Fue por esto último que en ese instante entró el joven Conli, sin llamar ni anunciar su llegada, tal y como habían quedado que sería. El veinteañero abre la puerta y alza una ceja al encontrarse a todo el bar en completo silencio, observando maravillado a la linda y pequeña Rapunzel.

–¡Hola Conli! –saluda agitando una de sus pequeñas manos. La muchacha rubia era un gran enigma para el recién graduado soldado, era extremadamente pequeñita y delgada para su edad –este último atributo se iba disimulando luego de meses siendo cuidada por los rufianes–, pero su melena era larguísima, tanto que llegaba al suelo cuando deshacía su trenza. ¿Por qué, durante once años, la pobre Rapunzel había sido mal cuidada pero su cabellera no?

–Buenos días, Rapunzel, ¿cómo estás el día de hoy? –pregunta inclinándose con elegancia

–Un poco sedienta la verdad –el muchacho asiente–, Pequeñín casi me da una jarra de cerveza.

Ni uno solo de los rufianes pareció angustiado o enojado porque Rapunzel confesará eso, podrá estar exponiéndola a borrachos y al alcohol constantemente, pero, al menos, le estaban enseñando a ser honesta y no ocultar las cosas malas que pasaban a su alrededor… Conli no le da más vueltas muchas vueltas a ese tema, quiere quedarse con la idea positiva de esos rufianes, porque se lo estaban ganando. Habían rebajado a cero todas sus fechorías desde su no-del-todo-legal adopción de Rapunzel.

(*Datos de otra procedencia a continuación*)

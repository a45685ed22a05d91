use std::io::{self, BufRead, Write};
use std::ops::ControlFlow;
use std::path::PathBuf;
use std::time::Duration;
use std::{fs, process};

use airport_simulator_core_rs::dispatch::{DispatchMode, RunwayChoice, RunwaySelector};
use airport_simulator_core_rs::models::{Flight, Runway};
use airport_simulator_core_rs::orchestrator::{
    AirportConfig, AirportObserver, Notification, Orchestrator,
};
use airport_simulator_core_rs::{ClockHandle, SimulationClock};
use anyhow::{Context, Result};
use clap::Parser;

#[derive(Parser, Debug)]
#[command(author, version, about = "Tick-driven airport operations simulator", long_about = None)]
struct Args {
    /// Path to an airport configuration JSON file (defaults apply otherwise)
    #[arg(long)]
    config: Option<PathBuf>,

    /// Stop after this many ticks (runs until game over when omitted)
    #[arg(long)]
    ticks: Option<usize>,

    /// Real-time length of one tick at speed 1.0 (milliseconds)
    #[arg(long, default_value_t = 500)]
    interval_ms: u64,

    /// Speed multiplier applied to the tick interval
    #[arg(long, default_value_t = 1.0)]
    speed: f64,

    /// Override the configured RNG seed
    #[arg(long)]
    seed: Option<u64>,

    /// Ask on stdin which runway each due flight should use
    #[arg(long)]
    manual: bool,

    /// Write the final snapshot JSON here instead of stdout
    #[arg(long)]
    snapshot_out: Option<PathBuf>,
}

/// Interactive runway prompt; the clock is paused while waiting for input
struct StdinSelector {
    clock: ClockHandle,
}

impl RunwaySelector for StdinSelector {
    fn choose_runway(&mut self, flight: &Flight, candidates: &[&Runway]) -> RunwayChoice {
        self.clock.pause();

        let ids: Vec<String> = candidates.iter().map(|r| r.id().to_string()).collect();
        let mut stderr = io::stderr().lock();
        let _ = writeln!(
            stderr,
            "{} {} ({}, {} pax) is due. Available runways:",
            flight.category(),
            flight.flight_number(),
            flight.aircraft().type_code(),
            flight.passengers()
        );
        for (index, runway) in candidates.iter().enumerate() {
            let _ = writeln!(
                stderr,
                "  {}) {} {:?} {}m wear {}",
                index + 1,
                runway.id(),
                runway.tier(),
                runway.length(),
                runway.wear()
            );
        }
        let _ = write!(stderr, "runway [number/id, empty to hold]: ");
        let _ = stderr.flush();

        let mut line = String::new();
        let choice = match io::stdin().lock().read_line(&mut line) {
            Ok(0) | Err(_) => RunwayChoice::Delay,
            Ok(_) => RunwayChoice::parse(&line, &ids),
        };

        self.clock.resume();
        choice
    }
}

/// Prints notifications as they happen
struct ConsoleObserver;

impl AirportObserver for ConsoleObserver {
    fn on_notification(&mut self, notification: &Notification) {
        match notification {
            Notification::FlightLanded {
                tick,
                flight_number,
                runway_id,
                on_time,
                revenue,
                ..
            } => eprintln!(
                "[t{}] {} landed on {}{} (+{})",
                tick,
                flight_number,
                runway_id,
                if *on_time { "" } else { " late" },
                revenue
            ),
            Notification::LevelUp { tick, level } => {
                eprintln!("[t{}] level up: {}", tick, level)
            }
            Notification::AchievementUnlocked { tick, name, .. } => {
                eprintln!("[t{}] achievement unlocked: {}", tick, name)
            }
            Notification::GameOver { tick, reason, .. } => {
                eprintln!("[t{}] GAME OVER: {}", tick, reason)
            }
        }
    }
}

fn load_config(args: &Args) -> Result<AirportConfig> {
    let mut config = match &args.config {
        Some(path) => {
            let json = fs::read_to_string(path)
                .with_context(|| format!("Failed to read config at {}", path.display()))?;
            AirportConfig::from_json(&json)
                .with_context(|| format!("Failed to parse config at {}", path.display()))?
        }
        None => AirportConfig::default(),
    };
    if let Some(seed) = args.seed {
        config.rng_seed = seed;
    }
    if args.manual {
        config.dispatch_mode = DispatchMode::Manual;
    }
    Ok(config)
}

fn main() -> Result<()> {
    tracing_subscriber::fmt()
        .with_env_filter(tracing_subscriber::EnvFilter::from_default_env())
        .with_writer(io::stderr)
        .init();

    let args = Args::parse();
    let config = load_config(&args)?;
    let mut orchestrator = Orchestrator::new(config).context("Invalid airport configuration")?;

    let mut clock = SimulationClock::new(Duration::from_millis(args.interval_ms));
    clock
        .set_speed_multiplier(args.speed)
        .context("Invalid --speed")?;

    if orchestrator.dispatch_mode() == DispatchMode::Manual {
        orchestrator.set_selector(Box::new(StdinSelector {
            clock: clock.handle(),
        }));
    }
    orchestrator.subscribe(Box::new(ConsoleObserver));

    tracing::info!(
        airport = %orchestrator.config().name,
        config_hash = %orchestrator.config_hash(),
        "starting simulation"
    );

    let mut failure = None;
    clock.start();
    let executed = clock.run(args.ticks, |_| match orchestrator.tick() {
        Ok(result) if result.game_over => ControlFlow::Break(()),
        Ok(_) => ControlFlow::Continue(()),
        Err(error) => {
            failure = Some(error);
            ControlFlow::Break(())
        }
    });
    if let Some(error) = failure {
        return Err(anyhow::Error::new(error).context("Simulation tick failed"));
    }
    tracing::info!(executed, tick = orchestrator.current_tick(), "simulation stopped");

    let json = orchestrator.snapshot().to_json()?;
    match &args.snapshot_out {
        Some(path) => fs::write(path, json)
            .with_context(|| format!("Failed to write snapshot to {}", path.display()))?,
        None => println!("{}", json),
    }

    if orchestrator.is_game_over() {
        process::exit(2);
    }
    Ok(())
}
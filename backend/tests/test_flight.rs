//! Tests for the flight lifecycle and delay accounting

use airport_simulator_core_rs::models::{
    Aircraft, CancelReason, Flight, FlightCategory, FlightError, FlightStatus, PriorityTier,
    SizeClass,
};

fn commercial(number: &str, scheduled_tick: usize) -> Flight {
    Flight::new(
        number,
        Aircraft::new("A320", SizeClass::Medium, 70),
        FlightCategory::Commercial,
        150,
        scheduled_tick,
    )
}

#[test]
fn test_new_flight_is_scheduled_and_on_time() {
    let flight = commercial("AS100", 10);
    assert_eq!(flight.status(), &FlightStatus::Scheduled);
    assert_eq!(flight.original_scheduled_tick(), 10);
    assert_eq!(flight.scheduled_tick(), 10);
    assert_eq!(flight.priority(), PriorityTier::Normal);
    assert_eq!(flight.delay_ticks(10), 0);
    assert!(flight.is_on_time(10));
    assert!(!flight.is_overdue(10));
}

#[test]
fn test_emergency_category_gets_critical_priority() {
    let flight = Flight::new(
        "AS900",
        Aircraft::new("B738", SizeClass::Medium, 60),
        FlightCategory::Emergency,
        90,
        5,
    );
    assert_eq!(flight.priority(), PriorityTier::Critical);
    assert!(flight.is_emergency());
}

#[test]
fn test_critical_priority_marks_any_category_as_emergency() {
    let flight = commercial("AS101", 5).with_priority(PriorityTier::Critical);
    assert!(flight.is_emergency());
}

#[test]
fn test_overdue_flight_accrues_delay() {
    let flight = commercial("AS102", 10);
    assert!(flight.is_overdue(13));
    assert_eq!(flight.delay_ticks(13), 3);
    assert!(!flight.is_on_time(13));
}

#[test]
fn test_delay_by_moves_schedule_and_counts_reschedule() {
    let mut flight = commercial("AS103", 10);
    flight.delay_by(5, 10).unwrap();

    assert_eq!(flight.status(), &FlightStatus::Delayed);
    assert_eq!(flight.scheduled_tick(), 15);
    assert_eq!(flight.original_scheduled_tick(), 10);
    assert_eq!(flight.delay_ticks(15), 5);
    // Overrun past the new schedule adds on top
    assert_eq!(flight.delay_ticks(18), 8);
}

#[test]
fn test_delay_by_from_overdue_starts_at_now() {
    let mut flight = commercial("AS104", 10);
    flight.delay_by(5, 12).unwrap();
    assert_eq!(flight.scheduled_tick(), 17);
    assert_eq!(flight.delay_ticks(17), 7);
}

#[test]
fn test_exceeds_delay_is_strict() {
    let mut flight = commercial("AS105", 0);
    flight.delay_by(30, 0).unwrap();
    assert!(!flight.exceeds_delay(30, 30));
    assert!(flight.exceeds_delay(31, 30));
}

#[test]
fn test_land_is_terminal() {
    let mut flight = commercial("AS106", 10);
    flight.land("09L", 12).unwrap();

    assert!(flight.is_terminal());
    assert_eq!(
        flight.status(),
        &FlightStatus::Landed {
            tick: 12,
            runway_id: "09L".to_string()
        }
    );
    // Delay is frozen at landing time
    assert_eq!(flight.delay_ticks(12), 2);
    assert_eq!(flight.delay_ticks(500), 2);
    assert!(!flight.is_overdue(500));
    assert!(!flight.is_due(500));
}

#[test]
fn test_terminal_flight_rejects_every_transition() {
    let mut flight = commercial("AS107", 10);
    flight.cancel(CancelReason::DelayThreshold, 41).unwrap();
    let frozen_delay = flight.delay_ticks(41);
    let status = flight.status().clone();

    let expected = Err(FlightError::AlreadyTerminal {
        flight_number: "AS107".to_string(),
        status: "canceled".to_string(),
    });
    assert_eq!(flight.delay_by(5, 42), expected);
    assert_eq!(flight.land("09L", 42), expected);
    assert_eq!(flight.cancel(CancelReason::EmergencyExpired, 42), expected);

    assert_eq!(flight.status(), &status);
    assert_eq!(flight.scheduled_tick(), 10);
    assert_eq!(flight.delay_ticks(99), frozen_delay);
    assert!(!flight.exceeds_delay(99, 30));
}

#[test]
fn test_critical_delay_report_is_taken_once() {
    let mut flight = commercial("AS108", 10);
    assert!(flight.take_critical_delay_report());
    assert!(!flight.take_critical_delay_report());
}

#[test]
fn test_category_parsing() {
    assert_eq!("VIP".parse::<FlightCategory>(), Ok(FlightCategory::Vip));
    assert_eq!(" cargo ".parse::<FlightCategory>(), Ok(FlightCategory::Cargo));
    assert!("glider".parse::<FlightCategory>().is_err());
}

#[test]
fn test_aircraft_required_length_grows_with_weight() {
    let light = Aircraft::new("E175", SizeClass::Medium, 50);
    let heavy = Aircraft::new("A321", SizeClass::Medium, 90);
    assert!(heavy.required_runway_length() > light.required_runway_length());
    assert_eq!(light.size(), SizeClass::Medium);
}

–¿Por qué no le dan un poco de agua a la niña, caballeros? –pregunta mirando a todos los presentes.

–Quiere chocolate con leche –responde Narizotas con obviedad, Rapunzel asiente efusivamente. Conli, entonces, avanza entre malhechores y raritos hasta estar a dos pasos de la muchachita.

–¿Fría o caliente? –pregunta suavemente.

–Fría –responde sonriente Rapunzel, a lo que Conli asiente con una cálida sonrisa.

–Te lo traeré enseguida, pequeña –dice, acariciándole la cabeza, desordenando un poco su cabello. Rapunzel ríe encantada y, de pronto, Attila habla para proponer algo con sus firme voz.

–Llévala contigo, Conli, para que se pasee un poco –a pesar de su tono firme y mandón, todos saben identificar que le está pidiendo un favor al soldado. Por los múltiples crímenes de todos los enormes sujetos presentes en aquel bar de mala muerte, sus visitas al reino de Corona, la ciudad después del bello puente, siempre significan problemas, guardias intentando arrestarlos por crímenes por los cuales ya pagaron su condena, peleas por problemas absurdos o, lo peor, niños y mujeres huyendo de ellos por su terrible apariencia, impidiendo a Rapunzel poder conocer a nadie de su edad, impidiéndole mejorar su imagen de las mujeres –la cual fue estropeada por la carencia de mujeres en el bar y el trato de Gothel hacia ella–. Que Conli la llevará significaría que Rapunzel no solo obtendría la bebida que tanto deseaba, sino también que podría tener algo de tiempo y posibilidad de establecer contacto con niños y niñas con los que podría jugar, divertirse y, en sí, comportarse según su edad.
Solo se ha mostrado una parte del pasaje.